To Hop or Not To Hop?

Posted by M ws On Sunday, August 26, 2012 0 comments
When MPs Lajim Ukim of Beaufort and Wilfred Bumburing of Tuaran, quit their parties and formed new political groups which support Pakatan, they released a can of worms which festered the whole issue of party-hopping.

Recently, Penang CM Lim Guan Eng announced that his state government was planning to legislate against party-hopping to prevent "frogs and tadpoles" from breeding in Penang.

Article 48(6) of the Federal Constitution and sub-section 6 (5) Schedule Eight respectively stipulate that an MP or state assemblyman who resigned shall be disqualified from contesting as a member of the House of Representatives for a period of five years effective from the date of resignation.

Two-term Bukit Gelugor MP Karpal said one can never justify party hopping because it was a betrayal against the people’s mandate.

In the mean time, all is quiet on the Anwar front.

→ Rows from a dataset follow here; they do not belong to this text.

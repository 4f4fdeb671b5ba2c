//! Interpolation methods for numerical computation.
//!
//! This module provides the curves used to build replication payoffs, with
//! generic `T: Float` type parameters so the same code serves `f32` and `f64`.
//!
//! ## Available Interpolators
//!
//! - [`PiecewiseLinearCurve`]: Continuous piecewise linear function through sorted knots,
//!   with slope queries and the per-knot slope jumps used as replication weights
//!
//! ## Core Trait
//!
//! All 1D interpolators implement the [`Interpolator`] trait, which defines:
//! - `interpolate(x: T) -> Result<T, InterpolationError>`: Compute interpolated value
//! - `domain() -> (T, T)`: Return the knot range
//!
//! ## Example
//!
//! ```
//! use varswap_core::math::interpolators::{Interpolator, PiecewiseLinearCurve};
//!
//! let xs = [0.0_f64, 1.0, 2.0, 3.0];
//! let ys = [0.0, 1.0, 4.0, 9.0];
//!
//! let curve = PiecewiseLinearCurve::new(&xs, &ys).unwrap();
//! let (x_min, x_max) = curve.domain();
//! assert_eq!(x_min, 0.0);
//! assert_eq!(x_max, 3.0);
//!
//! // Interpolate at x = 1.5 (between y=1.0 and y=4.0)
//! let y = curve.interpolate(1.5).unwrap();
//! assert!((y - 2.5).abs() < 1e-10);
//! ```

mod piecewise_linear;
mod traits;

// Re-export public types at module level
pub use piecewise_linear::PiecewiseLinearCurve;
pub use traits::Interpolator;
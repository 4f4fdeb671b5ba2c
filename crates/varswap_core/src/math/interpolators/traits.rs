//! Common interface for 1D interpolators.

use crate::types::InterpolationError;
use num_traits::Float;

/// One-dimensional interpolator over a set of knots.
///
/// Implementors decide how queries outside [`domain`](Interpolator::domain)
/// are treated; failures are reported through [`InterpolationError`].
///
/// # Example
///
/// ```
/// use varswap_core::math::interpolators::{Interpolator, PiecewiseLinearCurve};
///
/// fn midpoint<I: Interpolator<f64>>(interp: &I) -> f64 {
///     let (lo, hi) = interp.domain();
///     interp.interpolate(0.5 * (lo + hi)).unwrap()
/// }
///
/// let curve = PiecewiseLinearCurve::new(&[0.0, 2.0], &[0.0, 4.0]).unwrap();
/// assert!((midpoint(&curve) - 2.0).abs() < 1e-12);
/// ```
pub trait Interpolator<T: Float> {
    /// Value of the interpolant at `x`.
    fn interpolate(&self, x: T) -> Result<T, InterpolationError>;

    /// Smallest and largest knot abscissae.
    fn domain(&self) -> (T, T);
}
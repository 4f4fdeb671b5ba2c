//! CLI command implementations
//!
//! Each submodule implements a specific CLI command.

pub mod price;
pub mod realized;
pub mod weights;
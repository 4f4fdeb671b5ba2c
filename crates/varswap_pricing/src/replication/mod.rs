//! Static replication of a variance swap's par variance.
//!
//! This module provides:
//! - [`OptionQuote`] and [`QuoteSet`]: validated strike/put/call strips
//! - [`variance`]: the par variance as a single number
//! - [`replicate`]: the par variance with its per-strike breakdown
//! - [`replication_weights`]: the option holdings, which depend on strikes
//!   and forward only
//! - [`ReplicationError`]: input-shape, domain, ordering and numerical failures
//!
//! All inputs are validated before any arithmetic is attempted.

pub mod error;
pub mod quotes;
pub mod variance;

pub use error::{ErrorKind, ReplicationError};
pub use quotes::{OptionQuote, OptionSide, QuoteSet};
pub use variance::{
    auxiliary_payoff, replicate, replication_weights, variance, ReplicationReport,
    StrikeContribution,
};
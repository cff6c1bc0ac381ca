//! Utility functions and helpers

pub mod logging;
pub mod display;

pub use logging::*;
pub use display::*;
//! Logging setup and configuration

use anyhow::Result;
use std::path::Path;
use std::sync::Arc;
use tracing_subscriber::{layer::SubscriberExt, util::SubscriberInitExt};

pub struct LoggingGuard {
    pub _guard: tracing_appender::non_blocking::WorkerGuard,
}

pub fn setup_logging(output_dir: &str) -> Result<Arc<LoggingGuard>> {
    let log_dir = Path::new(output_dir).join("logs");
    let file_appender = tracing_appender::rolling::hourly(log_dir, "listings-cleaner.log");
    let (non_blocking, guard) = tracing_appender::non_blocking(file_appender);

    tracing_subscriber::registry()
        .with(
            tracing_subscriber::fmt::layer()
                .with_target(false)
                .with_thread_ids(false)
                .with_ansi(true)
                .with_level(true)
        )
        .with(
            tracing_subscriber::fmt::layer()
                .with_writer(non_blocking)
                .with_target(true)
                .with_thread_ids(false)
                .with_level(true)
                .with_ansi(false)
                .compact()
        )
        .with(
            tracing_subscriber::EnvFilter::from_default_env()
                .add_directive("info".parse()?)
        )
        .init();

    Ok(Arc::new(LoggingGuard { _guard: guard }))
}

pub fn setup_output_directories(output_dir: &str) -> Result<()> {
    use std::fs;

    let base = Path::new(output_dir);
    fs::create_dir_all(base.join("logs"))?;
    fs::create_dir_all(base.join("data"))?;
    fs::create_dir_all(base.join("reports"))?;

    Ok(())
}
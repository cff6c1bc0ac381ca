//! Custom error types for the cleaning step

use thiserror::Error;

#[derive(Error, Debug)]
pub enum CleanerError {
    #[error("Network error: {message}")]
    Network {
        message: String,
        #[source]
        source: Option<anyhow::Error>,
        retry_count: u32,
    },

    #[error("Artifact store rejected request ({status}): {message}")]
    ArtifactStore {
        status: u16,
        message: String,
    },

    #[error("Required column missing from input table: {column}")]
    MissingColumn {
        column: String,
    },

    #[error("Data parsing error: {context}")]
    DataParsing {
        context: String,
        #[source]
        source: anyhow::Error,
    },
}

pub type CleanerResult<T> = Result<T, CleanerError>;
//! In-memory tabular data with CSV read/write

pub mod frame;

pub use frame::*;
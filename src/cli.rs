//! Command-line interface for the cleaning step
//!
//! Flag names use underscores to stay drop-in compatible with the pipeline
//! orchestrator that invokes this step.

use clap::Parser;
use rust_decimal::Decimal;

#[derive(Parser, Debug)]
#[command(name = "listings-cleaner", version, about = "A very basic data cleaning step")]
pub struct Args {
    /// Fully qualified name for the input artifact (e.g. "sample.csv:latest")
    #[arg(long = "input_artifact")]
    pub input_artifact: String,

    /// Name of the artifact that will be created with the cleaned data
    #[arg(long = "output_artifact")]
    pub output_artifact: String,

    /// Type tag of the artifact to be created
    #[arg(long = "output_type")]
    pub output_type: String,

    /// Free-text description of the artifact
    #[arg(long = "output_description")]
    pub output_description: String,

    /// Minimum nightly price to keep a listing
    #[arg(long = "min_price")]
    pub min_price: Decimal,

    /// Maximum nightly price to keep a listing
    #[arg(long = "max_price")]
    pub max_price: Decimal,
}
//! Display and printing utilities

use tracing::info;

use crate::types::{ArtifactEntry, RunReport};

pub fn print_run_summary(report: &RunReport, published: &ArtifactEntry) {
    let stats = &report.stats;
    let kept_pct = if stats.rows_in > 0 {
        (stats.rows_out as f64 / stats.rows_in as f64) * 100.0
    } else {
        0.0
    };

    info!("\n📊 Cleaning Summary (run {})", report.run_id);
    info!("   Input artifact: {}", report.input_artifact);
    info!("   Published as: {}", published.qualified_name());
    info!("   Price bounds: [{}, {}]", report.min_price, report.max_price);
    info!("   Rows in: {}", stats.rows_in);
    info!("   Rows out: {} ({:.1}% kept)", stats.rows_out, kept_pct);
    info!("   Dropped by price filter: {}", stats.dropped_price);
    info!("   Dropped outside NYC box: {}", stats.dropped_geo);
    info!("   Unparseable dates nulled: {}", stats.dates_nulled);
}
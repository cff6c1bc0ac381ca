//! HTTP plumbing shared by the artifact client

pub mod retry;

pub use retry::*;
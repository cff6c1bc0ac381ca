//! Per-run cleaning statistics and the persisted run report

use chrono::{DateTime, Utc};
use rust_decimal::Decimal;
use serde::Serialize;
use uuid::Uuid;

/// Counters collected while the cleaning transform runs.
#[derive(Debug, Clone, Default, PartialEq, Eq, Serialize)]
pub struct CleanStats {
    pub rows_in: usize,
    pub rows_out: usize,
    /// Rows dropped because `price` was missing or outside the bounds
    pub dropped_price: usize,
    /// Rows dropped because the listing sits outside the NYC bounding box
    pub dropped_geo: usize,
    /// `last_review` values that could not be parsed and were nulled
    pub dates_nulled: usize,
}

#[derive(Debug, Clone, Serialize)]
pub struct RunReport {
    pub run_id: Uuid,
    pub timestamp: DateTime<Utc>,
    pub input_artifact: String,
    pub output_artifact: String,
    pub output_type: String,
    pub min_price: Decimal,
    pub max_price: Decimal,
    pub stats: CleanStats,
}

impl RunReport {
    pub fn new(
        input_artifact: &str,
        output_artifact: &str,
        output_type: &str,
        min_price: Decimal,
        max_price: Decimal,
        stats: CleanStats,
    ) -> Self {
        Self {
            run_id: Uuid::new_v4(),
            timestamp: Utc::now(),
            input_artifact: input_artifact.to_string(),
            output_artifact: output_artifact.to_string(),
            output_type: output_type.to_string(),
            min_price,
            max_price,
            stats,
        }
    }
}
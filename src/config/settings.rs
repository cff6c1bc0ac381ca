//! Cleaner configuration settings and environment variable handling

use std::env;

// NYC bounding box. Rows outside this box are not NYC listings and are
// dropped regardless of any other field.
pub const LONGITUDE_MIN: f64 = -74.25;
pub const LONGITUDE_MAX: f64 = -73.50;
pub const LATITUDE_MIN: f64 = 40.5;
pub const LATITUDE_MAX: f64 = 41.2;

// Artifact store defaults
pub const DEFAULT_TRACKER_BASE_URL: &str = "http://localhost:8080/api";
pub const DEFAULT_HTTP_TIMEOUT_SECS: u64 = 30;
pub const DEFAULT_OUTPUT_DIR: &str = "output";

#[derive(Debug, Clone)]
pub struct Config {
    /// Base URL of the experiment tracker's artifact API
    pub tracker_base_url: String,
    /// Optional bearer token for the tracker
    pub tracker_api_key: Option<String>,
    pub http_timeout_secs: u64,
    /// Local directory for logs, downloaded data and reports
    pub output_dir: String,
}

impl Config {
    pub fn load() -> Self {
        Self {
            tracker_base_url: env::var("TRACKER_BASE_URL")
                .unwrap_or_else(|_| DEFAULT_TRACKER_BASE_URL.to_string()),
            tracker_api_key: env::var("TRACKER_API_KEY").ok(),
            http_timeout_secs: env::var("HTTP_TIMEOUT_SECS")
                .ok()
                .and_then(|s| s.parse().ok())
                .unwrap_or(DEFAULT_HTTP_TIMEOUT_SECS),
            output_dir: env::var("OUTPUT_DIR")
                .unwrap_or_else(|_| DEFAULT_OUTPUT_DIR.to_string()),
        }
    }
}
//! End-to-end test of the local cleaning path: CSV in, CSV out.

use anyhow::Result;
use listings_cleaner::cleaning::{self, PriceBounds};
use listings_cleaner::table::DataFrame;
use listings_cleaner::validation;
use rust_decimal_macros::dec;
use std::io::Write;
use tempfile::NamedTempFile;

const RAW_CSV: &str = "\
id,name,price,last_review,longitude,latitude,room_type
1,cozy loft,150,2019-05-21,-73.95,40.75,Entire home/apt
2,gold plated suite,5000,2019-05-21,-73.95,40.75,Entire home/apt
3,new jersey actually,150,2019-05-21,-72.0,40.75,Private room
4,never reviewed,80,,-73.98,40.70,Private room
5,weird date,90,not-a-date,-73.92,40.80,Shared room
6,free tent,0,2019-01-01,-73.95,40.75,Shared room
";

#[test]
fn cleans_raw_csv_end_to_end() -> Result<()> {
    let mut input = NamedTempFile::new()?;
    input.write_all(RAW_CSV.as_bytes())?;

    let frame = DataFrame::read_csv(input.path())?;
    validation::require_columns(&frame, &cleaning::REQUIRED_COLUMNS)?;

    let bounds = PriceBounds {
        min: dec!(10),
        max: dec!(350),
    };
    let (clean_frame, stats) = cleaning::clean(&frame, &bounds)?;

    let output = NamedTempFile::new()?;
    clean_frame.write_csv(output.path())?;
    let reread = DataFrame::read_csv(output.path())?;

    // Rows 2 (price), 3 (geo) and 6 (price) are gone; 1, 4, 5 survive in order
    assert_eq!(reread.num_rows(), 3);
    let ids: Vec<&str> = reread.rows.iter().map(|r| r[0].as_str()).collect();
    assert_eq!(ids, vec!["1", "4", "5"]);

    // Passthrough column survives untouched
    assert_eq!(reread.rows[0][6], "Entire home/apt");

    // Unparseable date was nulled, not dropped
    let review_idx = reread.column_index("last_review").unwrap();
    assert_eq!(reread.rows[2][review_idx], "");

    assert_eq!(stats.rows_in, 6);
    assert_eq!(stats.rows_out, 3);
    assert_eq!(stats.dropped_price, 2);
    assert_eq!(stats.dropped_geo, 1);
    assert_eq!(stats.dates_nulled, 1);

    // Re-cleaning the output with the same bounds is a no-op
    let (again, again_stats) = cleaning::clean(&reread, &bounds)?;
    assert_eq!(again, reread);
    assert_eq!(again_stats.rows_out, again_stats.rows_in);

    Ok(())
}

With such developments, I decided to find out for myself the different aspects of party-hopping that merit serious consideration.

According to The Star:

"A law against party-hopping will not be effective even if it is passed by the Penang government as it is unconstitutional, said lawyers. 
Veteran lawyer Datuk C.V. Prabhakaran said such a law went against a 1992 Supreme Court ruling. 
“You cannot pass a legislation restricting personal freedom. It is ultra vires. 
“The representatives are elected by the rakyat. What is the Chief Minister trying to do?” said Prabhakaran. 
He was commenting on a statement by Chief Minister Lim Guan Eng that the state government was planning to legislate against party-hopping to prevent “frogs and tadpoles” from breeding in Penang. 
On April 3, 1992, the then Supreme Court had ruled in the case of Dewan Undangan Negeri Kelantan v Nordin Salleh that the PAS-led Kelantan government's enactment outlawing party-hopping was unconstitutional. 
The court held that such a law contravened Article 10(1)(c) of the Federal Constitution as it affected one's right to the freedom of association. 
Another veteran lawyer, Datuk K. Kumaraendran, said that although the proposal was a good move, merely passing an anti-hopping Bill was “lip service”. 
All political parties, he said, should instead deter any act to entice members, which he described as being in “bad taste”. 
DAP chairman Karpal Singh, who had consistently supported an anti-party hopping stance, said passing such a law was “going to be a problem” as it had already been declared unconstitutional.

Pro Party-Hopping Views

1. If one is in a party that fails to satisfy its ideals, there is no reason that this person should be barred from aligning themselves to a different party.

2. If parties change their direction/ideals which are not in the best interests of the electorate, he/she has freedom to make another political choice of which party he should align himself.

3. Elected representatives cannot be so docile to follow their party like sheep following a shepherd dog when it is clear that the party does not have the interests of the electorate at heart.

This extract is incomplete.